**DATA**
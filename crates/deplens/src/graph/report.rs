//! Persisted analysis reports.
//!
//! Dashboards read these files directly, so the field names are fixed:
//!
//! ```json
//! {"circular_dependencies": [{"cycle": ["a.js", "b.js", "a.js"], "severity": "medium"}]}
//! {"orphaned_files": ["unused.js"]}
//! ```

use super::cycles::{Cycle, Severity};
use crate::error::{Error, Result};
use serde::de::DeserializeOwned;
use serde::{Deserialize, Serialize};
use std::collections::BTreeSet;
use std::path::{Path, PathBuf};

/// File name of the circular dependency report.
pub const CIRCULAR_REPORT_FILE: &str = "circular_dependencies.json";

/// File name of the orphaned files report.
pub const ORPHANED_REPORT_FILE: &str = "orphaned_files.json";

/// One circular dependency as persisted.
#[derive(Debug, Clone, PartialEq, Eq, Serialize, Deserialize)]
pub struct CycleEntry {
    /// The closed walk, first file repeated at the end.
    pub cycle: Vec<String>,
    /// Severity of the cycle.
    pub severity: Severity,
}

impl From<&Cycle> for CycleEntry {
    fn from(cycle: &Cycle) -> Self {
        Self {
            cycle: cycle.closed_path(),
            severity: cycle.severity(),
        }
    }
}

/// `{circular_dependencies: [...]}` report.
#[derive(Debug, Clone, Default, PartialEq, Eq, Serialize, Deserialize)]
pub struct CircularDependencyReport {
    /// Detected cycles.
    pub circular_dependencies: Vec<CycleEntry>,
}

impl CircularDependencyReport {
    /// Build the report from detected cycles.
    #[must_use]
    pub fn new(cycles: &[Cycle]) -> Self {
        Self {
            circular_dependencies: cycles.iter().map(CycleEntry::from).collect(),
        }
    }

    /// Write the report into `dir` as [`CIRCULAR_REPORT_FILE`].
    ///
    /// # Errors
    ///
    /// Returns an error if the file cannot be written.
    pub async fn write_to(&self, dir: &Path) -> Result<PathBuf> {
        write_json(self, &dir.join(CIRCULAR_REPORT_FILE)).await
    }

    /// Read the report from `dir`.
    ///
    /// # Errors
    ///
    /// Returns an error if the file is missing or malformed.
    pub async fn read_from(dir: &Path) -> Result<Self> {
        read_json(&dir.join(CIRCULAR_REPORT_FILE)).await
    }
}

/// `{orphaned_files: [...]}` report.
#[derive(Debug, Clone, Default, PartialEq, Eq, Serialize, Deserialize)]
pub struct OrphanedFilesReport {
    /// Orphaned file paths, sorted.
    pub orphaned_files: Vec<String>,
}

impl OrphanedFilesReport {
    /// Build the report from an orphan set.
    #[must_use]
    pub fn new(orphans: &BTreeSet<String>) -> Self {
        Self {
            orphaned_files: orphans.iter().cloned().collect(),
        }
    }

    /// Write the report into `dir` as [`ORPHANED_REPORT_FILE`].
    ///
    /// # Errors
    ///
    /// Returns an error if the file cannot be written.
    pub async fn write_to(&self, dir: &Path) -> Result<PathBuf> {
        write_json(self, &dir.join(ORPHANED_REPORT_FILE)).await
    }

    /// Read the report from `dir`.
    ///
    /// # Errors
    ///
    /// Returns an error if the file is missing or malformed.
    pub async fn read_from(dir: &Path) -> Result<Self> {
        read_json(&dir.join(ORPHANED_REPORT_FILE)).await
    }
}

/// Write pretty JSON via a temp file and rename, so readers never see a
/// half-written report.
async fn write_json<T: Serialize>(value: &T, path: &Path) -> Result<PathBuf> {
    let json = serde_json::to_vec_pretty(value).map_err(|source| Error::Json {
        path: path.to_path_buf(),
        source,
    })?;

    let tmp = temp_path(path);
    let written = match tokio::fs::write(&tmp, json).await {
        Ok(()) => tokio::fs::rename(&tmp, path).await,
        Err(e) => Err(e),
    };
    if let Err(e) = written {
        let _ = tokio::fs::remove_file(&tmp).await;
        return Err(e.into());
    }

    tracing::debug!(path = %path.display(), "Wrote report");
    Ok(path.to_path_buf())
}

/// A sibling temp path unique to this write, so concurrent writers of the
/// same report never share one.
fn temp_path(path: &Path) -> PathBuf {
    let name = path
        .file_name()
        .map_or_else(|| "report".into(), |name| name.to_string_lossy());
    path.with_file_name(format!(".{name}.{}.tmp", uuid::Uuid::new_v4()))
}

async fn read_json<T: DeserializeOwned>(path: &Path) -> Result<T> {
    let content = tokio::fs::read(path).await?;
    serde_json::from_slice(&content).map_err(|source| Error::Json {
        path: path.to_path_buf(),
        source,
    })
}

#[cfg(test)]
mod tests {
    use super::*;
    use serde_json::json;

    #[test]
    fn test_circular_report_shape() {
        let report = CircularDependencyReport::new(&[
            Cycle::new(vec!["b.js".into(), "a.js".into()]),
            Cycle::new(vec!["a.js".into(), "b.js".into(), "c.js".into()]),
        ]);

        assert_eq!(
            serde_json::to_value(&report).unwrap(),
            json!({
                "circular_dependencies": [
                    {"cycle": ["a.js", "b.js", "a.js"], "severity": "medium"},
                    {"cycle": ["a.js", "b.js", "c.js", "a.js"], "severity": "high"}
                ]
            })
        );
    }

    #[test]
    fn test_orphaned_report_shape() {
        let orphans: BTreeSet<String> = ["z.js".to_string(), "a.js".to_string()].into();
        let report = OrphanedFilesReport::new(&orphans);
        assert_eq!(
            serde_json::to_value(&report).unwrap(),
            json!({"orphaned_files": ["a.js", "z.js"]})
        );
    }

    #[tokio::test]
    async fn test_reports_written_and_read_back() {
        let dir = tempfile::TempDir::new().unwrap();

        let circular = CircularDependencyReport::new(&[Cycle::new(vec!["x.js".into()])]);
        let path = circular.write_to(dir.path()).await.unwrap();
        assert_eq!(path, dir.path().join(CIRCULAR_REPORT_FILE));
        assert_eq!(
            CircularDependencyReport::read_from(dir.path()).await.unwrap(),
            circular
        );

        let orphaned = OrphanedFilesReport {
            orphaned_files: vec!["unused.js".to_string()],
        };
        orphaned.write_to(dir.path()).await.unwrap();
        assert_eq!(
            OrphanedFilesReport::read_from(dir.path()).await.unwrap(),
            orphaned
        );
        assert_eq!(std::fs::read_dir(dir.path()).unwrap().count(), 2);
    }

    #[tokio::test(flavor = "multi_thread", worker_threads = 4)]
    async fn test_concurrent_writers_all_succeed() {
        let dir = tempfile::TempDir::new().unwrap();

        let writers: Vec<_> = (0..32)
            .map(|i| {
                let dir = dir.path().to_path_buf();
                tokio::spawn(async move {
                    OrphanedFilesReport {
                        orphaned_files: vec![format!("file{i}.js")],
                    }
                    .write_to(&dir)
                    .await
                })
            })
            .collect();

        for writer in writers {
            writer.await.unwrap().unwrap();
        }

        let report = OrphanedFilesReport::read_from(dir.path()).await.unwrap();
        assert_eq!(report.orphaned_files.len(), 1);
        let leftovers: Vec<_> = std::fs::read_dir(dir.path())
            .unwrap()
            .map(|entry| entry.unwrap().file_name().to_string_lossy().into_owned())
            .collect();
        assert_eq!(leftovers, vec![ORPHANED_REPORT_FILE]);
    }

    #[tokio::test]
    async fn test_failed_write_leaves_no_temp_file() {
        let dir = tempfile::TempDir::new().unwrap();
        // A directory in the report's place makes the final rename fail
        std::fs::create_dir(dir.path().join(ORPHANED_REPORT_FILE)).unwrap();
        std::fs::write(dir.path().join(ORPHANED_REPORT_FILE).join("keep"), "x").unwrap();

        let result = OrphanedFilesReport::default().write_to(dir.path()).await;
        assert!(matches!(result, Err(Error::Io(_))));
        assert_eq!(std::fs::read_dir(dir.path()).unwrap().count(), 1);
    }

    #[tokio::test]
    async fn test_read_missing_report_is_io_error() {
        let dir = tempfile::TempDir::new().unwrap();
        let result = OrphanedFilesReport::read_from(dir.path()).await;
        assert!(matches!(result, Err(Error::Io(_))));
    }
}
//! MCP server for deplens dependency analysis.
//!
//! This crate exposes the [`deplens`] analyzer to AI assistants over the
//! Model Context Protocol.
//!
//! # Architecture
//!
//! The server uses the `rmcp` crate for protocol handling. Projects live in
//! an in-memory [`context::ProjectRegistry`]; full analyses run the external
//! import scanner as a tracked [`deplens::operations`] operation, while the
//! query tools read the graph file that analysis left behind.
//!
//! # Tools
//!
//! ## Projects
//! - `list_projects` - List registered projects
//! - `add_project` - Register a project directory
//! - `forget_project` - Unregister a project and delete its analysis output
//!
//! ## Analysis
//! - `analyze_dependencies` - Run the scanner in the background
//! - `get_dependency_graph` - Raw graph or D3 nodes/links
//! - `find_orphaned_files` - Files nothing imports
//! - `check_circular_dependencies` - Import cycles
//! - `get_file_dependencies` - Imports and importers of one file
//! - `get_component_dependencies` - Same, for every file with a given stem
//!
//! ## Operations
//! - `operation_status` - Poll a background analysis
//! - `watch_operation` - Collect status updates until done or timeout
//! - `cancel_operation` - Cancel a background analysis
//! - `list_operations` - All tracked operations
//!
//! # Resources
//!
//! Projects are also readable as `project://` resources; see
//! [`resources`].

pub mod analysis;
pub mod context;
pub mod error;
pub mod models;
pub mod resources;
pub mod server;
pub mod tools;

pub use error::{Error, Result};
pub use server::DeplensMcpServer;
//! Full project analysis.
//!
//! Runs the external import scanner for a project, then loads the graph it
//! wrote, computes orphans and cycles, and persists both reports next to the
//! graph. Runs as a tracked operation; see [`run_analysis`].

use crate::context::Project;
use anyhow::{Context as _, bail};
use deplens::config::ScannerConfig;
use deplens::graph::{
    CircularDependencyReport, DependencyGraph, GraphAnalyzer, OrphanedFilesReport,
};
use deplens::operations::{MessageSeverity, OperationHandle};
use serde_json::{Value, json};
use std::path::PathBuf;
use std::process::Stdio;
use std::sync::Arc;
use std::time::Duration;
use tokio::io::{AsyncBufReadExt, AsyncReadExt, BufReader};
use tokio::process::Command;

/// Invokes the external dependency scanner.
#[derive(Debug, Clone)]
pub struct Scanner {
    config: ScannerConfig,
    poll_interval: Duration,
}

impl Scanner {
    /// Create a scanner. `poll_interval` bounds how long a cancelled scan
    /// keeps running before the child is killed.
    #[must_use]
    pub fn new(config: ScannerConfig, poll_interval: Duration) -> Self {
        Self {
            config,
            poll_interval,
        }
    }

    /// Where the graph file for `project` lives once analyzed.
    #[must_use]
    pub fn graph_path(&self, project: &Project) -> PathBuf {
        project.analysis_dir.join(&self.config.graph_file)
    }

    /// Scanner arguments:
    /// `<script> --root-dir <path> --output-dir <dir> [--exclude=a,b] <extra_args>`.
    #[must_use]
    pub fn args(&self, project: &Project, exclude: &[String]) -> Vec<String> {
        let mut args = Vec::new();
        if !self.config.script.is_empty() {
            args.push(self.config.script.clone());
        }
        args.extend([
            "--root-dir".to_string(),
            project.path.display().to_string(),
            "--output-dir".to_string(),
            project.analysis_dir.display().to_string(),
        ]);
        if !exclude.is_empty() {
            args.push(format!("--exclude={}", exclude.join(",")));
        }
        args.extend(self.config.extra_args.iter().cloned());
        args
    }

    /// Run the scanner to completion.
    ///
    /// Each stdout line is recorded as an operation message. The child is
    /// killed once the operation is cancelled.
    ///
    /// # Errors
    ///
    /// Returns an error if the scanner cannot be started, exits with a
    /// failure status, or the operation is cancelled.
    pub async fn run(
        &self,
        project: &Project,
        exclude: &[String],
        handle: &OperationHandle,
    ) -> anyhow::Result<()> {
        let args = self.args(project, exclude);
        tracing::debug!(program = %self.config.program, ?args, "Starting scanner");

        let mut child = Command::new(&self.config.program)
            .args(&args)
            .stdin(Stdio::null())
            .stdout(Stdio::piped())
            .stderr(Stdio::piped())
            .kill_on_drop(true)
            .spawn()
            .with_context(|| format!("Failed to start scanner '{}'", self.config.program))?;

        let stdout = child.stdout.take();
        let output_handle = handle.clone();
        let stdout_task = tokio::spawn(async move {
            let Some(stdout) = stdout else { return };
            let mut lines = BufReader::new(stdout).lines();
            while let Ok(Some(line)) = lines.next_line().await {
                let line = line.trim();
                if !line.is_empty() && output_handle.info(line).is_err() {
                    break;
                }
            }
        });

        let stderr = child.stderr.take();
        let stderr_task = tokio::spawn(async move {
            let mut output = String::new();
            if let Some(mut stderr) = stderr {
                let _ = stderr.read_to_string(&mut output).await;
            }
            output
        });

        loop {
            tokio::select! {
                status = child.wait() => {
                    let status = status.context("Failed to wait for scanner")?;
                    // Scanner output is recorded before the next step starts
                    let _ = stdout_task.await;
                    let stderr = stderr_task.await.unwrap_or_default();
                    if !status.success() {
                        bail!("Scanner exited with {status}: {}", stderr.trim());
                    }
                    tracing::debug!("Scanner finished");
                    return Ok(());
                }
                () = tokio::time::sleep(self.poll_interval) => {
                    if handle.is_cancelled() {
                        child.kill().await.context("Failed to stop scanner")?;
                        tracing::info!("Scanner killed after cancellation");
                        bail!("Analysis cancelled");
                    }
                }
            }
        }
    }

    /// Find the graph the scanner wrote, copying `<project>/<graph_file>`
    /// into the analysis directory if the scanner left it in the project.
    async fn locate_graph(
        &self,
        project: &Project,
        handle: &OperationHandle,
    ) -> anyhow::Result<PathBuf> {
        let target = self.graph_path(project);
        if tokio::fs::try_exists(&target).await? {
            return Ok(target);
        }

        let fallback = project.path.join(&self.config.graph_file);
        if tokio::fs::try_exists(&fallback).await? {
            tokio::fs::copy(&fallback, &target)
                .await
                .with_context(|| format!("Failed to copy {}", fallback.display()))?;
            handle.add_message(
                &format!("Using {} from the project directory", self.config.graph_file),
                MessageSeverity::Warning,
            )?;
            return Ok(target);
        }

        bail!(
            "Scanner produced no {} in {} or {}",
            self.config.graph_file,
            project.analysis_dir.display(),
            project.path.display()
        )
    }
}

fn checkpoint(handle: &OperationHandle, progress: f64, message: &str) -> anyhow::Result<()> {
    if handle.is_cancelled() {
        bail!("Analysis cancelled");
    }
    handle.update_progress(progress, Some(message))?;
    Ok(())
}

/// Analyze `project` end to end, reporting progress through `handle`.
///
/// Completes with `{project_id, graph_file, summary, reports}`.
///
/// # Errors
///
/// Returns an error if scanning fails, no graph is produced, or a report
/// cannot be written.
pub async fn run_analysis(
    scanner: Arc<Scanner>,
    project: Project,
    exclude: Vec<String>,
    handle: OperationHandle,
) -> anyhow::Result<Value> {
    tracing::info!(project_id = %project.id, "Analysis started");

    checkpoint(
        &handle,
        0.05,
        &format!("Scanning {} ({})", project.name, project.path.display()),
    )?;
    scanner.run(&project, &exclude, &handle).await?;

    checkpoint(&handle, 0.6, "Loading dependency graph")?;
    let graph_path = scanner.locate_graph(&project, &handle).await?;
    let graph = DependencyGraph::load(&graph_path).await?;
    let analyzer = GraphAnalyzer::new(&graph);

    checkpoint(&handle, 0.7, "Finding orphaned files")?;
    let orphans = analyzer.orphaned_files(&[])?;
    let orphaned_report = OrphanedFilesReport::new(&orphans)
        .write_to(&project.analysis_dir)
        .await?;

    checkpoint(&handle, 0.85, "Detecting circular dependencies")?;
    let cycles = analyzer.detect_cycles(None)?;
    let circular_report = CircularDependencyReport::new(&cycles)
        .write_to(&project.analysis_dir)
        .await?;

    let summary = analyzer.summary()?;
    tracing::info!(
        project_id = %project.id,
        files = summary.files,
        orphaned = summary.orphaned,
        cycles = summary.cycles,
        "Analysis finished"
    );

    Ok(json!({
        "project_id": project.id,
        "graph_file": graph_path.display().to_string(),
        "summary": summary,
        "reports": {
            "orphaned_files": orphaned_report.display().to_string(),
            "circular_dependencies": circular_report.display().to_string(),
        },
    }))
}

#[cfg(test)]
mod tests {
    use super::*;
    use chrono::Utc;

    fn project() -> Project {
        Project {
            id: "project1".to_string(),
            name: "web".to_string(),
            path: PathBuf::from("/srv/web"),
            analysis_dir: PathBuf::from("/data/project1"),
            added_at: Utc::now(),
        }
    }

    #[test]
    fn test_scanner_args() {
        let scanner = Scanner::new(
            ScannerConfig {
                extra_args: vec!["--verbose".to_string()],
                ..ScannerConfig::default()
            },
            Duration::from_millis(100),
        );

        let args = scanner.args(&project(), &["node_modules".into(), "dist".into()]);
        assert_eq!(
            args,
            vec![
                "scripts/dependency-workflow.cjs",
                "--root-dir",
                "/srv/web",
                "--output-dir",
                "/data/project1",
                "--exclude=node_modules,dist",
                "--verbose",
            ]
        );
    }

    #[test]
    fn test_scanner_args_without_script() {
        let scanner = Scanner::new(
            ScannerConfig {
                program: "depscan".to_string(),
                script: String::new(),
                ..ScannerConfig::default()
            },
            Duration::from_millis(100),
        );

        let args = scanner.args(&project(), &[]);
        assert_eq!(args[0], "--root-dir");
        assert_eq!(args.len(), 4);
    }

    #[test]
    fn test_graph_path() {
        let scanner = Scanner::new(ScannerConfig::default(), Duration::from_millis(100));
        assert_eq!(
            scanner.graph_path(&project()),
            PathBuf::from("/data/project1/dependency-graph.json")
        );
    }
}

**WHAT IS REQUIRED**
From the data above, copy each line that holds "process".

**SOLUTION TO THIS PROBLEM**
use std::process::Stdio;
use tokio::process::Command;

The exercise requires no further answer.